Presidiare, prevenire o quantomeno limitare situazioni di disagio occupazionale, abitativo, assistenziale evita la disgregazione delle comunità e presidia il “contratto sociale” esistente al loro interno.
Certo, i fondi che oggi vengono dirottati verso gli immigrati di recente o quotidiano arrivo non risolverebbero i problemi di tutti i milioni di italiani in difficoltà ma rendere manifesto il disinteresse delle istituzioni e un’impostazione discriminante al contrario corrisponde a seminare, questo sì, odio, rancore e frustrazioni: la famosa “guerra tra poveri”.
Infatti, solo le persone che non sentono esercitata su di sé (o su chi identificano come proprio prossimo più vicino) alcuna ingiustizia possono guardare all’altro bisognoso con il dovuto sguardo solidale.
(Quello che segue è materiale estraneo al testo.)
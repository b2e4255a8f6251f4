use serde::Deserialize;
use std::fs::File;
use std::path::Path;

#[derive(Deserialize, Debug)]
pub struct MetricsConfig {
    pub statsd_host: String,
    pub statsd_port: u16,
}

#[derive(Deserialize, Debug)]
pub struct LoggingConfig {
    pub sentry_dsn: String,
}

#[derive(Deserialize, Debug)]
pub struct CommonConfig {
    pub metrics: Option<MetricsConfig>,
    pub logging: Option<LoggingConfig>,
}

#[derive(Deserialize, Debug)]
pub struct Config {
    #[serde(flatten)]
    pub common: CommonConfig,
    pub gateway: gateway::config::Config,
}

impl Config {
    pub fn from_file(path: &Path) -> Result<Self, ConfigError> {
        let file = File::open(path)?;
        let data = serde_yaml::from_reader(file)?;

        Ok(data)
    }
}

#[derive(thiserror::Error, Debug)]
pub enum ConfigError {
    #[error("could not load config from file: {0}")]
    LoadError(#[from] std::io::Error),
    #[error("could not parse config: {0}")]
    ParseError(#[from] serde_yaml::Error),
}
Ignorare questi dati di fatto o aggredirli con disquisizioni metafisiche e idealistiche riguardanti un mondo perfetto uguale per tutti, pieno di fratellanza e amore che dovrebbe materializzarsi nella testa delle persone quasi per magia significa viaggiare in una realtà parallela, sconnessa dalle evidenze antropologiche più basilari (e dal buon senso).
Nascondere a se stessi le implicazioni concrete, urgenti poste da un fenomeno di queste proporzioni non lo risolve.
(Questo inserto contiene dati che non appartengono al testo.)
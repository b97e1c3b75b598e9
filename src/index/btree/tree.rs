//! The B-tree handle: construction, lookup and traversal.

use std::fmt;

use crate::common::{NodeId, Result, TreeConfig};
use crate::index::btree::arena::NodeArena;
use crate::index::btree::node::Node;
use crate::index::btree::stats::TreeStats;

/// An in-memory B-tree of configurable order over unique keys.
///
/// # Architecture
/// ```text
/// ┌───────────────────────────────────────────────────────────┐
/// │                        BTree<K>                           │
/// │  ┌────────────┐  ┌────────────────────────────────────┐   │
/// │  │   root     │  │        arena: NodeArena<K>         │   │
/// │  │  NodeId    │─▶│  [Node0] [Node1] [Node2] ...       │   │
/// │  └────────────┘  └────────────────────────────────────┘   │
/// │  ┌────────────┐  ┌────────────┐  ┌────────────┐           │
/// │  │  config    │  │    len     │  │   stats    │           │
/// │  │ m/min/max  │  │   usize    │  │ TreeStats  │           │
/// │  └────────────┘  └────────────┘  └────────────┘           │
/// └───────────────────────────────────────────────────────────┘
/// ```
///
/// # Thread Safety
/// None. Every operation runs to completion under `&self` or `&mut self`;
/// use [`SharedBTree`](crate::index::SharedBTree) to share a tree between
/// threads.
///
/// # Example
/// ```
/// use interchange_index::BTree;
///
/// let mut tree = BTree::new(5);
/// tree.insert_multiple([20, 4, 44, 89]);
///
/// assert_eq!(tree.get(&44), Some(&44));
/// assert!(tree.delete(&44));
/// assert!(!tree.delete(&44));
/// assert_eq!(tree.in_order(), vec![&4, &20, &89]);
/// ```
#[derive(Clone)]
pub struct BTree<K> {
    /// Order parameters (immutable after construction).
    pub(crate) config: TreeConfig,

    /// Owns every node of the tree.
    pub(crate) arena: NodeArena<K>,

    /// The root node. Always live, possibly an empty leaf.
    pub(crate) root: NodeId,

    /// Number of keys stored.
    pub(crate) len: usize,

    /// Structural change counters.
    pub(crate) stats: TreeStats,
}

impl<K: Ord> BTree<K> {
    /// Create an empty tree of order `order`.
    ///
    /// # Panics
    /// Panics if `order < 3`. Use [`BTree::try_new`] when the order comes
    /// from outside input.
    pub fn new(order: usize) -> Self {
        match TreeConfig::new(order) {
            Ok(config) => Self::with_config(config),
            Err(e) => panic!("{}", e),
        }
    }

    /// Create an empty tree of order `order`.
    ///
    /// # Errors
    /// - `Error::InvalidOrder` if `order < 3`
    pub fn try_new(order: usize) -> Result<Self> {
        TreeConfig::new(order).map(Self::with_config)
    }

    /// Create an empty tree from already-validated parameters.
    pub fn with_config(config: TreeConfig) -> Self {
        let mut arena = NodeArena::new();
        let root = arena.allocate(Node::leaf(None));
        Self {
            config,
            arena,
            root,
            len: 0,
            stats: TreeStats::default(),
        }
    }

    // ========================================================================
    // Public API: Lookup
    // ========================================================================

    /// Return the stored key equal to `key`, if any.
    pub fn get(&self, key: &K) -> Option<&K> {
        self.locate(key).map(|(id, i)| &self.arena[id].keys[i])
    }

    /// Whether `key` is stored.
    pub fn contains(&self, key: &K) -> bool {
        self.locate(key).is_some()
    }

    /// Smallest key in the tree.
    pub fn first(&self) -> Option<&K> {
        let mut id = self.root;
        while let Some(&child) = self.arena[id].children.first() {
            id = child;
        }
        self.arena[id].keys.first()
    }

    /// Largest key in the tree.
    pub fn last(&self) -> Option<&K> {
        let mut id = self.root;
        while let Some(&child) = self.arena[id].children.last() {
            id = child;
        }
        self.arena[id].keys.last()
    }

    /// Find the node holding `key` and its index within that node.
    pub(crate) fn locate(&self, key: &K) -> Option<(NodeId, usize)> {
        let mut id = self.root;
        loop {
            let node = &self.arena[id];
            match node.find(key) {
                Ok(i) => return Some((id, i)),
                Err(_) if node.is_leaf() => return None,
                Err(i) => id = node.children[i],
            }
        }
    }

    /// Position of `id` in its parent's child list, or `None` for the root.
    pub(crate) fn index_in_parent(&self, id: NodeId) -> Option<(NodeId, usize)> {
        let parent = self.arena[id].parent?;
        match self.arena[parent].children.iter().position(|&c| c == id) {
            Some(i) => Some((parent, i)),
            None => panic!("{} missing from child list of {}", id, parent),
        }
    }
}

impl<K> BTree<K> {
    // ========================================================================
    // Public API: Shape and configuration
    // ========================================================================

    /// Number of keys stored.
    #[inline]
    pub fn len(&self) -> usize {
        self.len
    }

    /// Whether the tree holds no keys.
    #[inline]
    pub fn is_empty(&self) -> bool {
        self.len == 0
    }

    /// Order parameters of this tree.
    #[inline]
    pub fn config(&self) -> TreeConfig {
        self.config
    }

    /// Maximum number of children per node.
    #[inline]
    pub fn order(&self) -> usize {
        self.config.order()
    }

    #[inline]
    pub fn min_keys(&self) -> usize {
        self.config.min_keys()
    }

    #[inline]
    pub fn max_keys(&self) -> usize {
        self.config.max_keys()
    }

    /// Number of levels; a lone root counts as one.
    pub fn height(&self) -> usize {
        let mut height = 1;
        let mut id = self.root;
        while let Some(&child) = self.arena[id].children.first() {
            id = child;
            height += 1;
        }
        height
    }

    /// Number of live nodes.
    pub fn node_count(&self) -> usize {
        self.arena.live_count()
    }

    /// Snapshot of the structural change counters.
    pub fn stats(&self) -> TreeStats {
        self.stats
    }

    /// Reset the structural change counters.
    pub fn reset_stats(&mut self) {
        self.stats.reset();
    }

    /// Remove every key, leaving a single empty root.
    pub fn clear(&mut self) {
        self.arena.clear();
        self.root = self.arena.allocate(Node::leaf(None));
        self.len = 0;
    }

    // ========================================================================
    // Public API: Traversal
    // ========================================================================

    /// All keys in ascending order.
    pub fn in_order(&self) -> Vec<&K> {
        let mut out = Vec::with_capacity(self.len);
        self.collect_in_order(self.root, &mut out);
        out
    }

    fn collect_in_order<'a>(&'a self, id: NodeId, out: &mut Vec<&'a K>) {
        let node = &self.arena[id];
        if node.is_leaf() {
            out.extend(node.keys.iter());
            return;
        }
        for (i, key) in node.keys.iter().enumerate() {
            self.collect_in_order(node.children[i], out);
            out.push(key);
        }
        if let Some(&last) = node.children.last() {
            self.collect_in_order(last, out);
        }
    }

    /// Keys of every node, grouped by level from the root down.
    fn levels(&self) -> Vec<Vec<&[K]>> {
        let mut levels = Vec::new();
        let mut frontier = vec![self.root];
        while !frontier.is_empty() {
            levels.push(
                frontier
                    .iter()
                    .map(|&id| self.arena[id].keys.as_slice())
                    .collect(),
            );
            frontier = frontier
                .iter()
                .flat_map(|&id| self.arena[id].children.iter().copied())
                .collect();
        }
        levels
    }
}

impl<K: Ord> Default for BTree<K> {
    fn default() -> Self {
        Self::with_config(TreeConfig::default())
    }
}

impl<K: fmt::Debug> fmt::Debug for BTree<K> {
    fn fmt(&self, f: &mut fmt::Formatter<'_>) -> fmt::Result {
        f.debug_struct("BTree")
            .field("order", &self.config.order())
            .field("len", &self.len)
            .field("levels", &self.levels())
            .finish()
    }
}

#[cfg(test)]
mod tests {
    use super::*;
    use crate::common::Error;

    #[test]
    fn test_new_tree_is_single_empty_root() {
        let tree: BTree<u32> = BTree::new(4);
        assert!(tree.is_empty());
        assert_eq!(tree.len(), 0);
        assert_eq!(tree.height(), 1);
        assert_eq!(tree.node_count(), 1);
        assert_eq!(tree.get(&1), None);
        assert_eq!(tree.first(), None);
        assert_eq!(tree.last(), None);
    }

    #[test]
    #[should_panic(expected = "B-tree order must be at least 3")]
    fn test_new_rejects_small_order() {
        let _tree: BTree<u32> = BTree::new(2);
    }

    #[test]
    fn test_try_new_reports_invalid_order() {
        let result: Result<BTree<u32>> = BTree::try_new(1);
        assert!(matches!(result, Err(Error::InvalidOrder { order: 1 })));
        assert!(BTree::<u32>::try_new(3).is_ok());
    }

    #[test]
    fn test_config_accessors() {
        let tree: BTree<u32> = BTree::new(6);
        assert_eq!(tree.order(), 6);
        assert_eq!(tree.min_keys(), 2);
        assert_eq!(tree.max_keys(), 5);
        assert_eq!(tree.config(), TreeConfig::new(6).unwrap());

        let tree: BTree<u32> = BTree::default();
        assert_eq!(tree.order(), 5);
    }

    #[test]
    fn test_first_last_and_height() {
        let mut tree = BTree::new(3);
        tree.insert_multiple([5, 1, 9, 3, 7]);
        assert_eq!(tree.first(), Some(&1));
        assert_eq!(tree.last(), Some(&9));
        assert!(tree.height() > 1);
    }

    #[test]
    fn test_clear() {
        let mut tree = BTree::new(3);
        tree.insert_multiple(0..50);
        tree.clear();
        assert!(tree.is_empty());
        assert_eq!(tree.node_count(), 1);
        assert_eq!(tree.height(), 1);
        assert!(tree.in_order().is_empty());

        tree.insert(8);
        assert_eq!(tree.get(&8), Some(&8));
    }

    #[test]
    fn test_debug_lists_levels() {
        let mut tree = BTree::new(3);
        tree.insert_multiple([1, 2, 3]);
        let dump = format!("{:?}", tree);
        assert!(dump.contains("order: 3"));
        assert!(dump.contains("[[[2]], [[1], [3]]]"));
    }
}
Demonizzare che richiede un approccio diverso non da risposte di alcun tipo ai cittadini, anzi ne aumenta la frustrazione.
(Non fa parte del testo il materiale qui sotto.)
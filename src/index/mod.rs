//! Index structures.
//!
//! - [`btree`] - Single-threaded B-tree of configurable order
//! - [`SharedBTree`] - Lock-guarded handle for sharing a tree across threads

pub mod btree;
mod shared;

pub use btree::{BTree, TreeStats};
pub use shared::SharedBTree;
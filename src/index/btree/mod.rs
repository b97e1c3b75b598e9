//! B-tree index implementation.
//!
//! An in-memory B-tree of configurable order `m`. Every node except the
//! root holds between `ceil(m/2) - 1` and `m - 1` keys, internal nodes
//! have one more child than keys, and all leaves sit at the same depth.
//!
//! # Components
//! - [`BTree`] - The tree handle (lookup, insert, delete, validation)
//! - [`TreeStats`] - Split/borrow/merge counters
//! - `node` / `arena` - Node storage addressed by [`NodeId`](crate::NodeId)
//! - `insert` - Overflow splitting, possibly promoting a new root
//! - `delete` - Successor replacement, borrowing, merging, root collapse

mod arena;
mod delete;
mod insert;
mod node;
mod stats;
mod tree;
mod validate;

pub use stats::TreeStats;
pub use tree::BTree;
//! Thread-shareable B-tree handle.
//!
//! [`BTree`] mutates several nodes per operation and has no internal
//! locking. [`SharedBTree`] wraps it in a single `RwLock`, so each top-level
//! operation runs under one lock acquisition.

use std::sync::Arc;

use parking_lot::RwLock;

use crate::common::{Result, TreeConfig};
use crate::index::btree::{BTree, TreeStats};

/// A cloneable, thread-safe handle to one B-tree.
///
/// # Thread Safety
/// - Lookups (`get`, `contains`, `len`, `validate`) take the read lock
/// - Mutations (`insert`, `delete`, `remove`, `clear`) take the write lock
///   for the whole operation, including every split or merge it causes
///
/// # Example
/// ```
/// use interchange_index::SharedBTree;
/// use std::thread;
///
/// let tree = SharedBTree::new(4);
/// let handles: Vec<_> = (0..4)
///     .map(|t| {
///         let tree = tree.clone();
///         thread::spawn(move || tree.insert_multiple(t * 100..t * 100 + 100))
///     })
///     .collect();
/// for h in handles {
///     h.join().unwrap();
/// }
/// assert_eq!(tree.len(), 400);
/// ```
pub struct SharedBTree<K> {
    inner: Arc<RwLock<BTree<K>>>,
}

impl<K: Ord> SharedBTree<K> {
    /// Create an empty shared tree of order `order`.
    ///
    /// # Panics
    /// Panics if `order < 3`.
    pub fn new(order: usize) -> Self {
        Self::from_tree(BTree::new(order))
    }

    /// Create an empty shared tree of order `order`.
    ///
    /// # Errors
    /// - `Error::InvalidOrder` if `order < 3`
    pub fn try_new(order: usize) -> Result<Self> {
        BTree::try_new(order).map(Self::from_tree)
    }

    /// Create an empty shared tree from validated parameters.
    pub fn with_config(config: TreeConfig) -> Self {
        Self::from_tree(BTree::with_config(config))
    }

    /// Take ownership of an existing tree.
    pub fn from_tree(tree: BTree<K>) -> Self {
        Self {
            inner: Arc::new(RwLock::new(tree)),
        }
    }

    // ========================================================================
    // Read lock
    // ========================================================================

    /// Clone of the stored key equal to `key`, if any.
    pub fn get(&self, key: &K) -> Option<K>
    where
        K: Clone,
    {
        self.inner.read().get(key).cloned()
    }

    pub fn contains(&self, key: &K) -> bool {
        self.inner.read().contains(key)
    }

    pub fn len(&self) -> usize {
        self.inner.read().len()
    }

    pub fn is_empty(&self) -> bool {
        self.inner.read().is_empty()
    }

    pub fn stats(&self) -> TreeStats {
        self.inner.read().stats()
    }

    /// Check the tree's structural invariants.
    pub fn validate(&self) -> Result<()> {
        self.inner.read().validate()
    }

    /// Run `f` with shared access to the tree.
    pub fn read<R>(&self, f: impl FnOnce(&BTree<K>) -> R) -> R {
        f(&self.inner.read())
    }

    // ========================================================================
    // Write lock
    // ========================================================================

    /// Insert `key`. Returns `false` if it was already present.
    pub fn insert(&self, key: K) -> bool {
        self.inner.write().insert(key)
    }

    /// Insert every key under a single write lock.
    pub fn insert_multiple<I>(&self, keys: I)
    where
        I: IntoIterator<Item = K>,
    {
        self.inner.write().insert_multiple(keys);
    }

    /// Delete `key`. Returns `true` if it was present.
    pub fn delete(&self, key: &K) -> bool {
        self.inner.write().delete(key)
    }

    /// Remove and return the stored key equal to `key`.
    pub fn remove(&self, key: &K) -> Option<K> {
        self.inner.write().remove(key)
    }

    pub fn clear(&self) {
        self.inner.write().clear();
    }

    /// Run `f` with exclusive access to the tree.
    pub fn write<R>(&self, f: impl FnOnce(&mut BTree<K>) -> R) -> R {
        f(&mut self.inner.write())
    }
}

impl<K> Clone for SharedBTree<K> {
    fn clone(&self) -> Self {
        Self {
            inner: Arc::clone(&self.inner),
        }
    }
}

impl<K: Ord> Default for SharedBTree<K> {
    fn default() -> Self {
        Self::from_tree(BTree::default())
    }
}
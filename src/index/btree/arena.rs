//! Node arena - owns every node of one tree.
//!
//! Nodes are addressed by [`NodeId`]. Parents list their children's ids,
//! so ownership runs strictly top-down from the tree; the `parent` field
//! of a node is only a lookup aid.

use std::ops::{Index, IndexMut};

use crate::common::NodeId;
use crate::index::btree::node::Node;

/// Slot storage for the nodes of a single B-tree.
///
/// # Architecture
/// ```text
/// ┌──────────────────────────────────────────────┐
/// │                  NodeArena                   │
/// │  slots: Vec<Option<Node>>                    │
/// │   [Node0] [None] [Node2] [Node3] ...         │
/// │  free_list: Vec<NodeId>  (LIFO, reused)      │
/// └──────────────────────────────────────────────┘
/// ```
#[derive(Debug, Clone)]
pub(crate) struct NodeArena<K> {
    /// Node storage. `None` marks a released slot.
    slots: Vec<Option<Node<K>>>,

    /// Released slots, reused before the vector grows.
    free_list: Vec<NodeId>,
}

impl<K> NodeArena<K> {
    pub(crate) fn new() -> Self {
        Self {
            slots: Vec::new(),
            free_list: Vec::new(),
        }
    }

    /// Store a node and return its id.
    pub(crate) fn allocate(&mut self, node: Node<K>) -> NodeId {
        match self.free_list.pop() {
            Some(id) => {
                debug_assert!(self.slots[id.index()].is_none(), "{} is still live", id);
                self.slots[id.index()] = Some(node);
                id
            }
            None => {
                self.slots.push(Some(node));
                NodeId::new(self.slots.len() - 1)
            }
        }
    }

    /// Take a node out of the arena, freeing its slot.
    ///
    /// # Panics
    /// Panics if `id` was already released.
    pub(crate) fn release(&mut self, id: NodeId) -> Node<K> {
        match self.slots.get_mut(id.index()).and_then(Option::take) {
            Some(node) => {
                self.free_list.push(id);
                node
            }
            None => panic!("release of dangling {}", id),
        }
    }

    /// Number of live nodes.
    pub(crate) fn live_count(&self) -> usize {
        self.slots.len() - self.free_list.len()
    }

    /// Ids of every live node, in slot order.
    pub(crate) fn live_ids(&self) -> impl Iterator<Item = NodeId> + '_ {
        self.slots
            .iter()
            .enumerate()
            .filter(|(_, slot)| slot.is_some())
            .map(|(i, _)| NodeId::new(i))
    }

    /// Drop every node.
    pub(crate) fn clear(&mut self) {
        self.slots.clear();
        self.free_list.clear();
    }
}

impl<K> Index<NodeId> for NodeArena<K> {
    type Output = Node<K>;

    #[inline]
    fn index(&self, id: NodeId) -> &Node<K> {
        match self.slots.get(id.index()) {
            Some(Some(node)) => node,
            _ => panic!("access to dangling {}", id),
        }
    }
}

impl<K> IndexMut<NodeId> for NodeArena<K> {
    #[inline]
    fn index_mut(&mut self, id: NodeId) -> &mut Node<K> {
        match self.slots.get_mut(id.index()) {
            Some(Some(node)) => node,
            _ => panic!("access to dangling {}", id),
        }
    }
}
Mantenere la “prospettiva ribaltata” di cui ho parlato rafforza le ragioni di chi usa le tragedie per dare sfogo alle proprie idee malsane (su entrambi i fronti).
Spiegazione semplificata della causa prima della crisi sotto forma di dialogo immaginario tra un cittadino informato e un cittadino disinformato.
A: Secondo te perché c’è la crisi?
B: Che domande… Perché abbiamo un debito pubblico gigantesco.
A: Ah… E da cosa è causato secondo te ‘sto debito?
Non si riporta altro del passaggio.